When Ilya Sorokin signed his entry-level deal with the New York Islanders on July 14, 2020, expectations were high. The 25-year-old goaltender had just completed a season that saw him go 26-10-3 with a .935 save percentage and a goals-against-average of 1.50 at Russia’s highest level, the KHL, on arguably the most iconic team in the league, CSKA Moscow.
In total, Sorokin wrapped up his CSKA Moscow career with a 134-64-22 record, a .930 save percentage and a 1.70 goals-against-average in 244 regular-season games. He turned up his production in the postseason as well, boasting a 50-17 record with a .940 save percentage and a 1.37 goals-against-average.
The list of accolades at the KHL level was endless. He was an All-Star in all five years of his career, he led CSKA Moscow to a Gargarin Cup championship and won KHL Playoffs MVP, and now, he’s translating that success at the NHL level.
Sorokin’s Road to the NHL
Sorokin first joined the Islanders during their Stanley Cup Playoff run, as they made it to the Eastern Conference Final. His time in the bubble was extremely beneficial in helping him learn the NHL game behind goaltenders Semyon Varlamov and Thomas Greiss.
“Especially for a guy like Sorokin coming in he’s been diligent,” Islanders head coach Barry Trotz told reporters prior to Game 6 of the Eastern Conference Finals. “From an organizational standpoint, he’s working with our goaltending coaches on all the days. He’s taking English lessons daily with a tutor and learning that. And he’s getting English all day with our guys and hanging out. Getting the personalities and the organizational stuff.”
He took that time to get acclimated to his new teammates, and it has paid dividends for him. His relationship with Varlamov has been especially beneficial for him.
“I worked with the team for plenty of time, for three-and-a-half months, starting in the bubble,” Sorokin told NHL.com. “I didn’t have any problem with the guys because they’re all very friendly guys, all my teammates. We have Semyon Varlamov, he’s like a big brother, a big help to me with any questions in the process.”
Varlamov led by example as well, posting an 11-7-0 record with a .917 save percentage and a 2.38 goals-against-average while leading the Islanders to within one game of the Stanley Cup Final. With that example set for him, Sorokin was more than ready to get his NHL career started.
Ilya Sorokin’s Scorching Hot Start to His NHL Career
Sorokin’s first career NHL start wasn’t the flashiest of starts. He was unexpectedly thrown into the fire in game two of the Islanders’ season when Varlamov left warmups with an injury after Cal Clutterbuck hit him with a shot up high, and he was tested.
He faced 32 shots – and gave up five of them.

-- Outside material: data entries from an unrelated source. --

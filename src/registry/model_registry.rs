//! Process-wide registry of served model artifacts.
//!
//! Each model name maps to an immutable [`RegistryEntry`] snapshot holding
//! the active artifact and a bounded history. Activation and rollback build
//! a new snapshot and replace the old one under a short write lock; readers
//! clone the `Arc` and score without holding any lock, so they see either
//! the old or the new artifact, never a mix.

use chrono::{DateTime, Utc};
use serde::Serialize;
use std::collections::{HashMap, VecDeque};
use std::sync::{Arc, RwLock, RwLockReadGuard, RwLockWriteGuard};

use crate::features::FEATURE_SCHEMA_VERSION;
use crate::models::{ArtifactStore, EvaluationMetrics, ModelArtifact, ModelKind};
use crate::{DecisionServiceError, Result};

// ============================================================================
// CONFIGURATION
// ============================================================================

#[derive(Debug, Clone)]
pub struct RegistryConfig {
    /// Previous artifacts kept per model for rollback (at least 1)
    pub history_depth: usize,
}

impl Default for RegistryConfig {
    fn default() -> Self {
        Self { history_depth: 3 }
    }
}

// ============================================================================
// SNAPSHOTS
// ============================================================================

/// Active artifact plus previous ones, newest first.
#[derive(Debug, Clone)]
pub struct RegistryEntry {
    active: Arc<ModelArtifact>,
    history: VecDeque<Arc<ModelArtifact>>,
}

impl RegistryEntry {
    pub fn active(&self) -> &Arc<ModelArtifact> {
        &self.active
    }

    pub fn history(&self) -> impl Iterator<Item = &Arc<ModelArtifact>> {
        self.history.iter()
    }
}

/// Health view of one registry entry.
#[derive(Debug, Clone, Serialize)]
pub struct ModelStatus {
    pub name: String,
    pub active_version: String,
    pub kind: ModelKind,
    pub schema_version: u32,
    pub created_at: DateTime<Utc>,
    pub passed_quality: bool,
    pub forced: bool,
    pub metrics: EvaluationMetrics,
    /// Versions available for rollback, newest first
    pub history: Vec<String>,
}

// ============================================================================
// REGISTRY
// ============================================================================

#[derive(Debug, Default)]
pub struct ModelRegistry {
    config: RegistryConfig,
    entries: RwLock<HashMap<String, Arc<RegistryEntry>>>,
}

impl ModelRegistry {
    pub fn new(config: RegistryConfig) -> Self {
        Self {
            config: RegistryConfig {
                history_depth: config.history_depth.max(1),
            },
            entries: RwLock::new(HashMap::new()),
        }
    }

    pub fn config(&self) -> &RegistryConfig {
        &self.config
    }

    fn read(&self) -> RwLockReadGuard<'_, HashMap<String, Arc<RegistryEntry>>> {
        self.entries.read().unwrap_or_else(|poisoned| poisoned.into_inner())
    }

    fn write(&self) -> RwLockWriteGuard<'_, HashMap<String, Arc<RegistryEntry>>> {
        self.entries.write().unwrap_or_else(|poisoned| poisoned.into_inner())
    }

    fn entry(&self, name: &str) -> Option<Arc<RegistryEntry>> {
        self.read().get(name).cloned()
    }

    /// Active artifact of `name`, or `None` if nothing was ever activated.
    pub fn get_active(&self, name: &str) -> Option<Arc<ModelArtifact>> {
        self.entry(name).map(|e| Arc::clone(&e.active))
    }

    /// Active or historical artifact with the given version.
    pub fn get_version(&self, name: &str, version: &str) -> Option<Arc<ModelArtifact>> {
        let entry = self.entry(name)?;
        std::iter::once(&entry.active)
            .chain(entry.history.iter())
            .find(|a| a.version() == version)
            .cloned()
    }

    /// Publish `artifact` as the active version of `name`.
    ///
    /// Fails with `SchemaMismatch` when the artifact was built for another
    /// feature schema and with `QualityBelowFloor` when it failed its quality
    /// floor. Reusing a served version id for different weights fails with
    /// `VersionConflict`. A failed activation leaves the entry untouched.
    pub fn activate(&self, name: &str, artifact: impl Into<Arc<ModelArtifact>>) -> Result<()> {
        let artifact = artifact.into();
        self.check_admissible(name, &artifact)?;
        if !artifact.passed_quality() && !artifact.verdict().forced {
            let (metric, value) = artifact.metrics().headline();
            return Err(DecisionServiceError::QualityBelowFloor {
                metric,
                value,
                floor: artifact.verdict().threshold,
            });
        }
        self.swap_in(name, artifact)
    }

    /// Activate regardless of the quality floor; the schema gate still applies.
    pub fn force_activate(&self, name: &str, artifact: ModelArtifact) -> Result<()> {
        self.check_admissible(name, &artifact)?;
        if !artifact.passed_quality() {
            log::warn!(
                "⚠️ Force-activating {}@{} below its quality floor ({})",
                name,
                artifact.version(),
                artifact.verdict().floor
            );
        }
        self.swap_in(name, Arc::new(artifact.into_forced()))
    }

    fn check_admissible(&self, name: &str, artifact: &ModelArtifact) -> Result<()> {
        if artifact.name() != name {
            return Err(DecisionServiceError::InvalidConfig(format!(
                "artifact {}@{} cannot be activated as '{}'",
                artifact.name(),
                artifact.version(),
                name
            )));
        }
        artifact.check_schema(FEATURE_SCHEMA_VERSION)
    }

    fn swap_in(&self, name: &str, artifact: Arc<ModelArtifact>) -> Result<()> {
        let depth = self.config.history_depth;
        let mut entries = self.write();
        if let Some(current) = entries.get(name) {
            let clash = std::iter::once(&current.active)
                .chain(current.history.iter())
                .any(|a| a.version() == artifact.version() && a.predictor() != artifact.predictor());
            if clash {
                return Err(DecisionServiceError::VersionConflict {
                    model: name.to_string(),
                    version: artifact.version().to_string(),
                });
            }
        }
        let next = match entries.get(name) {
            // Same weights under the same id: refresh metadata only
            Some(current) if current.active.version() == artifact.version() => RegistryEntry {
                active: Arc::clone(&artifact),
                history: current.history.clone(),
            },
            Some(current) => {
                let mut history = current.history.clone();
                history.push_front(Arc::clone(&current.active));
                history.truncate(depth);
                RegistryEntry {
                    active: Arc::clone(&artifact),
                    history,
                }
            }
            None => RegistryEntry {
                active: Arc::clone(&artifact),
                history: VecDeque::new(),
            },
        };
        entries.insert(name.to_string(), Arc::new(next));
        drop(entries);
        log::info!("✅ Activated {}@{}", name, artifact.version());
        Ok(())
    }

    /// Reinstate the most recent previous version; the displaced one is dropped.
    pub fn rollback(&self, name: &str) -> Result<Arc<ModelArtifact>> {
        let mut entries = self.write();
        let current = entries
            .get(name)
            .cloned()
            .ok_or_else(|| DecisionServiceError::NoPriorVersion {
                model: name.to_string(),
            })?;
        let mut history = current.history.clone();
        let previous = history
            .pop_front()
            .ok_or_else(|| DecisionServiceError::NoPriorVersion {
                model: name.to_string(),
            })?;
        entries.insert(
            name.to_string(),
            Arc::new(RegistryEntry {
                active: Arc::clone(&previous),
                history,
            }),
        );
        drop(entries);
        log::info!(
            "⏪ Rolled back {} from {} to {}",
            name,
            current.active.version(),
            previous.version()
        );
        Ok(previous)
    }

    /// Activate every artifact in `store` that is newer than what is served.
    ///
    /// Used for warm start and for on-demand reloads. Returns the newly
    /// activated artifacts; artifacts that fail activation are logged and
    /// skipped.
    pub fn sync_from_store(&self, store: &ArtifactStore) -> Result<Vec<Arc<ModelArtifact>>> {
        let mut activated = Vec::new();
        for artifact in store.latest_per_model()? {
            let name = artifact.name().to_string();
            let newer = match self.get_active(&name) {
                Some(active) => {
                    active.version() != artifact.version() && artifact.created_at() > active.created_at()
                }
                None => true,
            };
            if !newer {
                continue;
            }
            let artifact = Arc::new(artifact);
            match self.activate(&name, Arc::clone(&artifact)) {
                Ok(()) => activated.push(artifact),
                Err(e) => log::warn!("⚠️ Not activating {}@{}: {}", name, artifact.version(), e),
            }
        }
        Ok(activated)
    }

    pub fn is_ready(&self, name: &str) -> bool {
        self.read().contains_key(name)
    }

    pub fn status(&self, name: &str) -> Option<ModelStatus> {
        let entry = self.entry(name)?;
        let active = &entry.active;
        Some(ModelStatus {
            name: name.to_string(),
            active_version: active.version().to_string(),
            kind: active.kind(),
            schema_version: active.schema_version(),
            created_at: active.created_at(),
            passed_quality: active.passed_quality(),
            forced: active.verdict().forced,
            metrics: active.metrics().clone(),
            history: entry.history.iter().map(|a| a.version().to_string()).collect(),
        })
    }

    /// Registered model names, sorted.
    pub fn model_names(&self) -> Vec<String> {
        let mut names: Vec<String> = self.read().keys().cloned().collect();
        names.sort();
        names
    }
}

Not the best start ever, but it was an experience he learned from going forward, and it paid off, but not immediately. He lost his next two games, finishing the month of January with a 0-2-1 record, a .871 save percentage, and a 3.65 goals-against-average, but then he flipped the switch in February.
In his first two starts in the month of February, Sorokin posted two straight shutouts. He stopped all 20 of the shots he faced in both his Feb. 16 start against the Buffalo Sabres and his Feb. 28 start against the Pittsburgh Penguins, not allowing a single goal in his two starts that month.
From that point onward, Sorokin had gained the trust of Trotz and has been rewarded with more starts. That decision has paid off for the Islanders.
Since Feb. 16, he has posted a record of 8-0-0 with a .944 save percentage, a 1.35 goals-against-average, and two shutouts. That’s right, he hasn’t lost a single game since that iffy three-game stretch that started his career.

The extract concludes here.